Alphabet’s fourth quarter was marked by strong revenue growth, with management citing the rapid adoption of AI-powered products and significant momentum in Google Cloud and Search. CEO Sundar Pichai highlighted the launch of Gemini 3 and integration of advanced AI models across products as key factors. The company’s focus on developing its own AI infrastructure and expanding its portfolio of enterprise AI solutions contributed meaningfully to performance. Management also attributed the quarter’s results to increased engagement on consumer services and ongoing success in subscription offerings.
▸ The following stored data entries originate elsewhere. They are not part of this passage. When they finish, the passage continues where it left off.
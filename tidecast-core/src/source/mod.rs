//! Upstream sources: opening a remote file as a continuous byte stream.
//!
//! A [`SourceStream`] is the exclusive handle on one upstream connection.
//! Dropping it (or the [`ByteStream`] taken from it) closes the socket, which
//! is how every exit path of a request releases the upstream.

pub mod fetcher;
pub mod head;
pub mod redact;

use bytes::Bytes;
use futures::stream::BoxStream;
use thiserror::Error;
use url::Url;

pub use fetcher::HttpSourceFetcher;
pub use head::SourceHead;
pub use redact::redact_url;

/// Continuous upstream body, chunk by chunk.
pub type ByteStream = BoxStream<'static, Result<Bytes, SourceError>>;

/// Errors raised while opening or reading an upstream source.
#[derive(Debug, Error)]
pub enum SourceError {
    /// Connection, DNS or TLS failure, or no response in time.
    #[error("Upstream unavailable: {reason}")]
    Unavailable {
        /// Description of the transport failure.
        reason: String,
    },

    /// Upstream answered with a non-success status.
    #[error("Upstream responded with HTTP {status}")]
    HttpStatus {
        /// Status code returned by the upstream.
        status: u16,
    },

    /// The body stream broke after the response started.
    #[error("Upstream body failed: {reason}")]
    Body {
        /// Description of the read failure.
        reason: String,
    },
}

/// Result type for source operations.
pub type SourceResult<T> = Result<T, SourceError>;

/// An open upstream response.
pub struct SourceStream {
    /// Content length advertised by the upstream, if any.
    pub content_length: Option<u64>,
    /// HTTP status of the upstream response.
    pub status: u16,
    /// Advertised content type, if any.
    pub content_type: Option<String>,
    body: ByteStream,
}

impl SourceStream {
    /// Wraps an already-open body stream.
    pub fn new(status: u16, content_length: Option<u64>, body: ByteStream) -> Self {
        Self {
            content_length,
            status,
            content_type: None,
            body,
        }
    }

    /// Sets the advertised content type.
    pub fn with_content_type(mut self, content_type: Option<String>) -> Self {
        self.content_type = content_type;
        self
    }

    /// Takes ownership of the body stream.
    pub fn into_body(self) -> ByteStream {
        self.body
    }
}

impl std::fmt::Debug for SourceStream {
    fn fmt(&self, f: &mut std::fmt::Formatter<'_>) -> std::fmt::Result {
        f.debug_struct("SourceStream")
            .field("status", &self.status)
            .field("content_length", &self.content_length)
            .field("content_type", &self.content_type)
            .finish_non_exhaustive()
    }
}

/// Opens upstream sources.
///
/// Implementations perform exactly one request per call and never retry.
#[async_trait::async_trait]
pub trait SourceFetcher: Send + Sync {
    /// Opens a streaming GET against `url`.
    ///
    /// # Errors
    ///
    /// - `SourceError::Unavailable` - Connection, DNS or TLS failure
    /// - `SourceError::HttpStatus` - Upstream answered with a non-2xx status
    async fn open(&self, url: &Url) -> SourceResult<SourceStream>;
}
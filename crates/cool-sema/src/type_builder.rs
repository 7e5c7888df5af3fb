//! Second semantic pass: resolves each class's parent link and populates
//! its own attributes and methods.
//!
//! Deliberately does *not* check for conflicts with an ancestor's
//! attributes or methods here -- a class can be declared before its
//! parent in the source (that's the whole point of `TypeCollector`
//! pre-registering every name up front), so by the time we're building
//! class `B`, its parent `A` may not have its own attributes built yet.
//! Those cross-class checks wait for [`crate::override_checker`], which
//! runs once every class in the program has been fully built.

use cool_ast::{ClassDecl, MethodDecl, Program};
use rustc_hash::FxHashSet;

use crate::context::{Context, Method, Type, TypeId};
use crate::diagnostics::Diagnostics;
use crate::error::SemaError;

/// Resolve a syntactic `TypeRef` to a semantic `Type`, in the context of
/// class `self_class` (needed to anchor a bare `SELF_TYPE`).
///
/// `AUTO_TYPE` resolves to `Type::Error` here -- a placeholder that
/// `InferenceChecker` overwrites once it has worked out what the slot
/// should actually be. Any pass that runs before inference and sees this
/// placeholder should treat it exactly like any other unresolved type
/// (conforms to everything), which `Type::Error`'s semantics already do.
pub fn resolve_type_ref(
    ctx: &Context,
    diags: &mut Diagnostics,
    type_ref: &cool_ast::TypeRef,
    self_class: TypeId,
) -> Type {
    match &type_ref.kind {
        cool_ast::TypeRefKind::SelfType => Type::SelfType(self_class),
        cool_ast::TypeRefKind::Auto => Type::Error,
        cool_ast::TypeRefKind::Named(name) => match ctx.get_type_id(name) {
            Some(id) => Type::Class(id),
            None => {
                diags.push(SemaError::UnknownType { name: name.clone() });
                Type::Error
            }
        },
    }
}

pub fn run(ctx: &mut Context, program: &Program, diags: &mut Diagnostics) {
    let mut built: FxHashSet<String> = FxHashSet::default();
    for class in &program.classes {
        if !built.insert(class.name.clone()) {
            continue;
        }
        let Some(id) = ctx.get_type_id(&class.name) else {
            continue;
        };
        build_parent(ctx, diags, class, id);
        build_attrs(ctx, diags, class, id);
        build_methods(ctx, diags, class, id);
    }
}

fn build_parent(ctx: &mut Context, diags: &mut Diagnostics, class: &ClassDecl, id: TypeId) {
    let parent_id = match &class.parent {
        None => ctx.object_id(),
        Some(parent_name) => match ctx.get_type_id(parent_name) {
            Some(pid)
                if pid == ctx.int_id() || pid == ctx.bool_id() || pid == ctx.string_id() =>
            {
                diags.push(SemaError::CannotInheritFromBuiltin {
                    class: class.name.clone(),
                    parent: parent_name.clone(),
                });
                ctx.object_id()
            }
            Some(pid) => pid,
            None => {
                diags.push(SemaError::UndefinedParentClass {
                    class: class.name.clone(),
                    parent: parent_name.clone(),
                });
                ctx.object_id()
            }
        },
    };
    ctx.set_parent(id, parent_id);
}

fn build_attrs(ctx: &mut Context, diags: &mut Diagnostics, class: &ClassDecl, id: TypeId) {
    for attr in &class.attrs {
        if attr.name == "self" {
            diags.push(SemaError::SelfInvalidAttributeId);
            continue;
        }
        if ctx.class(id).find_attr(&attr.name).is_some() {
            diags.push(SemaError::AttrAlreadyDefined {
                name: attr.name.clone(),
                class: class.name.clone(),
            });
            continue;
        }
        let ty = resolve_type_ref(ctx, diags, &attr.declared_type, id);
        ctx.class_mut(id).attrs.push((attr.name.clone(), ty));
    }
}

fn build_methods(ctx: &mut Context, diags: &mut Diagnostics, class: &ClassDecl, id: TypeId) {
    for method in &class.methods {
        if ctx.class(id).find_own_method(&method.name).is_some() {
            diags.push(SemaError::MethodAlreadyDefined {
                name: method.name.clone(),
                class: class.name.clone(),
            });
            continue;
        }
        if let Some(m) = build_one_method(ctx, diags, id, method) {
            ctx.class_mut(id).methods.push(m);
        }
    }
}

fn build_one_method(
    ctx: &mut Context,
    diags: &mut Diagnostics,
    id: TypeId,
    method: &MethodDecl,
) -> Option<Method> {
    let mut seen: FxHashSet<&str> = FxHashSet::default();
    let mut param_names = Vec::with_capacity(method.params.len());
    let mut param_types = Vec::with_capacity(method.params.len());
    for param in &method.params {
        if param.name == "self" {
            diags.push(SemaError::LocalAlreadyDefined {
                name: "self".to_string(),
                method: method.name.clone(),
            });
            return None;
        }
        if !seen.insert(param.name.as_str()) {
            diags.push(SemaError::LocalAlreadyDefined {
                name: param.name.clone(),
                method: method.name.clone(),
            });
            return None;
        }
        param_names.push(param.name.clone());
        param_types.push(resolve_type_ref(ctx, diags, &param.declared_type, id));
    }
    let return_type = resolve_type_ref(ctx, diags, &method.return_type, id);
    Some(Method {
        name: method.name.clone(),
        param_names,
        param_types,
        return_type,
    })
}
//! Third semantic pass: verifies the inheritance graph is acyclic and
//! reorders the program's class declarations so that every class comes
//! after its parent.
//!
//! Nothing downstream actually depends on that order any more (each
//! class's attributes and methods are fully self-contained once
//! `TypeBuilder` has run), but producing it is still how we certify
//! acyclicity, and callers that want a deterministic "parents first"
//! traversal order -- the evaluator's instance-initialization order,
//! for one -- rely on it.
//!
//! A class involved in a cycle still has its cyclic `parent` link set in
//! `Context` (`TypeBuilder` resolved it to a real class, it just happens
//! to close a loop), and `Context::ancestors`/`lookup_attr`/`lookup_method`
//! all walk that link without a cycle guard. Every pass downstream of
//! this one runs unconditionally regardless of what diagnostics are
//! already pending, so this pass severs each cyclic class's `parent`
//! link and repoints it at `Object` as it reports the cycle -- the same
//! "parent is unresolved, treat as a root under `Object`" rule
//! `TypeBuilder` already applies to an undefined parent name.

use rustc_hash::FxHashMap;

use cool_ast::Program;

use crate::context::Context;
use crate::diagnostics::Diagnostics;
use crate::error::SemaError;

#[derive(Clone, Copy, PartialEq, Eq)]
enum Color {
    White,
    Gray,
    Black,
}

pub fn run(ctx: &mut Context, program: &mut Program, diags: &mut Diagnostics) {
    let index_by_name: FxHashMap<String, usize> = program
        .classes
        .iter()
        .enumerate()
        .map(|(i, c)| (c.name.clone(), i))
        .collect();

    let mut color: Vec<Color> = vec![Color::White; program.classes.len()];
    let mut order: Vec<usize> = Vec::with_capacity(program.classes.len());
    let mut stack: Vec<usize> = Vec::new();
    let mut reported_cycle: Vec<bool> = vec![false; program.classes.len()];

    for start in 0..program.classes.len() {
        if color[start] == Color::White {
            visit(
                ctx,
                program,
                &index_by_name,
                start,
                &mut color,
                &mut stack,
                &mut order,
                &mut reported_cycle,
                diags,
            );
        }
    }

    let mut reordered = Vec::with_capacity(program.classes.len());
    let mut taken = vec![false; program.classes.len()];
    for idx in order {
        if !taken[idx] {
            taken[idx] = true;
            reordered.push(program.classes[idx].clone());
        }
    }
    for (idx, class) in program.classes.iter().enumerate() {
        if !taken[idx] {
            reordered.push(class.clone());
        }
    }
    program.classes = reordered;
}

#[allow(clippy::too_many_arguments)]
fn visit(
    ctx: &mut Context,
    program: &Program,
    index_by_name: &FxHashMap<String, usize>,
    node: usize,
    color: &mut [Color],
    stack: &mut Vec<usize>,
    order: &mut Vec<usize>,
    reported_cycle: &mut [bool],
    diags: &mut Diagnostics,
) {
    color[node] = Color::Gray;
    stack.push(node);

    if let Some(parent_name) = &program.classes[node].parent {
        if let Some(&parent_idx) = index_by_name.get(parent_name) {
            // Only an edge worth following if the parent resolved to a
            // real user class and isn't one of the builtins TypeBuilder
            // already rejected as an inheritance target.
            if ctx.get_type_id(parent_name).is_some()
                && !ctx.is_builtin(ctx.get_type_id(parent_name).unwrap())
            {
                match color[parent_idx] {
                    Color::White => visit(
                        ctx,
                        program,
                        index_by_name,
                        parent_idx,
                        color,
                        stack,
                        order,
                        reported_cycle,
                        diags,
                    ),
                    Color::Gray => {
                        let cycle_start = stack.iter().position(|&n| n == parent_idx).unwrap();
                        let object_id = ctx.object_id();
                        for &member in &stack[cycle_start..] {
                            if !reported_cycle[member] {
                                reported_cycle[member] = true;
                                diags.push(SemaError::InheritanceCycle {
                                    class: program.classes[member].name.clone(),
                                });
                                if let Some(member_id) = ctx.get_type_id(&program.classes[member].name) {
                                    ctx.set_parent(member_id, object_id);
                                }
                            }
                        }
                    }
                    Color::Black => {}
                }
            }
        }
    }

    stack.pop();
    color[node] = Color::Black;
    order.push(node);
}

#[cfg(test)]
mod tests {
    use super::*;
    use cool_common::Span;

    fn class(name: &str, parent: Option<&str>) -> cool_ast::ClassDecl {
        cool_ast::ClassDecl {
            name: name.to_string(),
            parent: parent.map(str::to_string),
            attrs: vec![],
            methods: vec![],
            span: Span::synthetic(),
        }
    }

    fn build(names: Vec<(&str, Option<&str>)>) -> (Context, Program, Diagnostics) {
        let mut ctx = Context::with_builtins();
        let mut diags = Diagnostics::new();
        let mut program = Program {
            classes: names.into_iter().map(|(n, p)| class(n, p)).collect(),
        };
        crate::type_collector::run(&mut ctx, &program, &mut diags);
        crate::type_builder::run(&mut ctx, &program, &mut diags);
        diags = Diagnostics::new();
        run(&mut ctx, &mut program, &mut diags);
        (ctx, program, diags)
    }

    #[test]
    fn parent_before_child_after_reorder() {
        let (_, program, diags) = build(vec![("B", Some("A")), ("A", None)]);
        assert!(diags.is_empty());
        let names: Vec<_> = program.classes.iter().map(|c| c.name.as_str()).collect();
        assert_eq!(names, vec!["A", "B"]);
    }

    #[test]
    fn direct_cycle_is_reported() {
        let (_, _, diags) = build(vec![("A", Some("B")), ("B", Some("A"))]);
        assert_eq!(diags.len(), 2);
    }

    #[test]
    fn cyclic_classes_are_repointed_at_object_in_context() {
        let (ctx, _, _) = build(vec![("A", Some("B")), ("B", Some("A"))]);
        let a = ctx.get_type_id("A").unwrap();
        let b = ctx.get_type_id("B").unwrap();
        assert_eq!(ctx.class(a).parent, Some(ctx.object_id()));
        assert_eq!(ctx.class(b).parent, Some(ctx.object_id()));
        // Must terminate -- this is exactly the walk that would loop
        // forever if the cycle survived into `Context`.
        assert_eq!(ctx.ancestors(a), vec![a, ctx.object_id()]);
    }

    #[test]
    fn no_cycle_among_independent_classes() {
        let (_, _, diags) = build(vec![("A", None), ("B", None)]);
        assert!(diags.is_empty());
    }
}
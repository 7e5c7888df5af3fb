use cool_common::Span;

/// A syntactic type annotation as written by the (external) parser.
///
/// This is the unresolved form: `Named` carries whatever identifier the
/// source used, `SelfType` and `Auto` are the two distinguished markers
/// from the language (`SELF_TYPE` and `AUTO_TYPE`). Semantic analysis
/// resolves every `TypeRef` to a concrete `cool_sema::TypeId`; `Auto` is
/// additionally rewritten in place once `InferenceChecker` has run.
#[derive(Debug, Clone, PartialEq, Eq)]
pub enum TypeRefKind {
    Named(String),
    SelfType,
    Auto,
}

#[derive(Debug, Clone, PartialEq, Eq)]
pub struct TypeRef {
    pub kind: TypeRefKind,
    pub span: Span,
}

impl TypeRef {
    pub fn named(name: impl Into<String>, span: Span) -> Self {
        TypeRef {
            kind: TypeRefKind::Named(name.into()),
            span,
        }
    }

    pub fn self_type(span: Span) -> Self {
        TypeRef {
            kind: TypeRefKind::SelfType,
            span,
        }
    }

    pub fn auto(span: Span) -> Self {
        TypeRef {
            kind: TypeRefKind::Auto,
            span,
        }
    }

    pub fn is_auto(&self) -> bool {
        matches!(self.kind, TypeRefKind::Auto)
    }

    /// Rewrite an `AUTO_TYPE` slot in place once inference has resolved it.
    /// Panics if called on a non-`Auto` slot -- callers only invoke this
    /// from `InferenceChecker`'s rewrite pass, which has already checked.
    pub fn resolve_auto(&mut self, name: impl Into<String>) {
        debug_assert!(self.is_auto(), "resolve_auto called on a non-AUTO_TYPE slot");
        self.kind = TypeRefKind::Named(name.into());
    }
}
Looking forward, Alphabet’s guidance is driven by ongoing investment in AI, a continued ramp in capital expenditures, and further expansion of AI capabilities across its platforms. Management believes these investments will support growth in both enterprise and consumer products. CFO Anat Ashkenazi noted that higher technical infrastructure spending—especially in data centers and AI hardware—will drive future depreciation and operational costs. Pichai added, “We expect the demand we are seeing across the board…is exceptionally strong,” positioning Alphabet to capture opportunities in AI-driven product development and service delivery.

Management credited the quarter’s results to accelerating AI adoption, a surge in enterprise cloud demand, and new product launches that expanded Alphabet’s reach across consumer and business segments.